Maar voordat God echt terug kan komen bij zijn volk, moet zijn volk worden gezuiverd. Gods aanwezigheid kan niet samen gaan met de zonde. Vergeving van zonden is nodig om de geestelijke ballingschap te beëindigen. Het hart van de leerlingen, van Israël, van alle mensen moet worden veranderd, voordat God door de Heilige Geest in hun hart kan wonen. Een vernieuwing van het verbond is nodig.

En dat vertelt Jezus bij het laatste Avondmaal. Of liever: toen Jezus deze essentie van zijn missie duidelijk wilde maken, kwam hij niet met een theorie, maar met een maaltijd.

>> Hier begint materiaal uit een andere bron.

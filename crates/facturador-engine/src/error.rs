//! # Engine Error Types
//!
//! ## Error Categories
//! ```text
//! ┌─────────────────────────────────────────────────────────────────────────┐
//! │                       Engine Error Categories                           │
//! │                                                                         │
//! │  ┌─────────────────┐  ┌─────────────────┐  ┌─────────────────────────┐ │
//! │  │  Configuration  │  │     Remote      │  │        Local            │ │
//! │  │                 │  │                 │  │                         │ │
//! │  │  InvalidConfig  │  │  RemoteUnavail. │  │  Core (MissingCompany,  │ │
//! │  │  InvalidUrl     │  │  RemoteStatus   │  │   validation, range)    │ │
//! │  │  ConfigLoad/Save│  │  MalformedResp. │  │  Store                  │ │
//! │  │                 │  │  Timeout        │  │                         │ │
//! │  └─────────────────┘  └─────────────────┘  └─────────────────────────┘ │
//! │                                                                         │
//! │  Remote errors stop at the allocator: get_next_number falls back to    │
//! │  the local counter and check_sequences answers false.                  │
//! └─────────────────────────────────────────────────────────────────────────┘
//! ```

use facturador_core::{CoreError, ValidationError};
use facturador_store::StoreError;
use thiserror::Error;

/// Result type alias for engine operations.
pub type EngineResult<T> = Result<T, EngineError>;

/// Everything the allocator, the calculator and their setup can fail with.
#[derive(Debug, Error)]
pub enum EngineError {
    // =========================================================================
    // Configuration Errors
    // =========================================================================
    /// Invalid configuration value.
    #[error("Invalid configuration: {0}")]
    InvalidConfig(String),

    /// The sequence service URL is unusable.
    #[error("Invalid API URL: {0}")]
    InvalidUrl(String),

    /// Failed to load the config file.
    #[error("Failed to load config: {0}")]
    ConfigLoadFailed(String),

    /// Failed to save the config file.
    #[error("Failed to save config: {0}")]
    ConfigSaveFailed(String),

    // =========================================================================
    // Remote Errors
    // =========================================================================
    /// The sequence service could not be reached.
    #[error("Sequence service unavailable: {0}")]
    RemoteUnavailable(String),

    /// The sequence service answered with a non-success status.
    #[error("Sequence service returned HTTP {status}")]
    RemoteStatus { status: u16 },

    /// The sequence service answered with a body we can't use.
    #[error("Unexpected sequence service response: {0}")]
    MalformedResponse(String),

    /// The request did not complete in time.
    #[error("Sequence service timed out")]
    Timeout,

    // =========================================================================
    // Local Errors
    // =========================================================================
    /// Domain rule violation (missing company, bad series, exhausted counter).
    #[error(transparent)]
    Core(#[from] CoreError),

    /// Local store failure.
    #[error("Local storage error: {0}")]
    Store(#[from] StoreError),
}

// =============================================================================
// Error Conversions
// =============================================================================

impl From<ValidationError> for EngineError {
    fn from(err: ValidationError) -> Self {
        EngineError::Core(CoreError::Validation(err))
    }
}

impl From<reqwest::Error> for EngineError {
    fn from(err: reqwest::Error) -> Self {
        if err.is_timeout() {
            EngineError::Timeout
        } else if let Some(status) = err.status() {
            EngineError::RemoteStatus {
                status: status.as_u16(),
            }
        } else if err.is_decode() {
            EngineError::MalformedResponse(err.to_string())
        } else {
            EngineError::RemoteUnavailable(err.to_string())
        }
    }
}

impl From<url::ParseError> for EngineError {
    fn from(err: url::ParseError) -> Self {
        EngineError::InvalidUrl(err.to_string())
    }
}

impl From<std::io::Error> for EngineError {
    fn from(err: std::io::Error) -> Self {
        EngineError::ConfigLoadFailed(err.to_string())
    }
}

impl From<toml::de::Error> for EngineError {
    fn from(err: toml::de::Error) -> Self {
        EngineError::ConfigLoadFailed(err.to_string())
    }
}

impl From<toml::ser::Error> for EngineError {
    fn from(err: toml::ser::Error) -> Self {
        EngineError::ConfigSaveFailed(err.to_string())
    }
}

// =============================================================================
// Error Categorization
// =============================================================================

impl EngineError {
    /// Returns true if the error came from talking to the sequence service.
    ///
    /// These are the failures the allocator absorbs.
    pub fn is_remote(&self) -> bool {
        matches!(
            self,
            EngineError::RemoteUnavailable(_)
                | EngineError::RemoteStatus { .. }
                | EngineError::MalformedResponse(_)
                | EngineError::Timeout
        )
    }

    /// Returns true if this error indicates a configuration problem.
    pub fn is_config_error(&self) -> bool {
        matches!(
            self,
            EngineError::InvalidConfig(_)
                | EngineError::InvalidUrl(_)
                | EngineError::ConfigLoadFailed(_)
                | EngineError::ConfigSaveFailed(_)
        )
    }

    /// Returns true for [`CoreError::MissingCompany`].
    pub fn is_missing_company(&self) -> bool {
        matches!(self, EngineError::Core(CoreError::MissingCompany))
    }
}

Een maaltijd waarin Hij het Pesachlam is. Het lam waarvan het bloed werd gesmeerd op de deurposten, opdat de doodsengel voorbij zou gaan, Pesach, aan degenen die door dat bloed waren getekend. In de maaltijd is het brood en de wijn als een tabernakel, in het brood en de wijn ontmoeten wij de levende Heer, de majesteit van de Heer. In deze maaltijd worden wij gevormd als het lichaam van Christus, de nieuwe tempel, de gemeenschap in wie God woont door zijn Geest. En wij blijven deze maaltijd vieren, totdat hij komt. Tot Jezus’ tweede komst als koning van deze wereld. Als de hemel neerdaalt op de aarde en al het kwaad wordt geoordeeld en verdwijnt.

Als wij dan eten van dit brood, en drinken uit deze beker, verkondigen wij de dood van de Heer, totdat hij komt. Amen.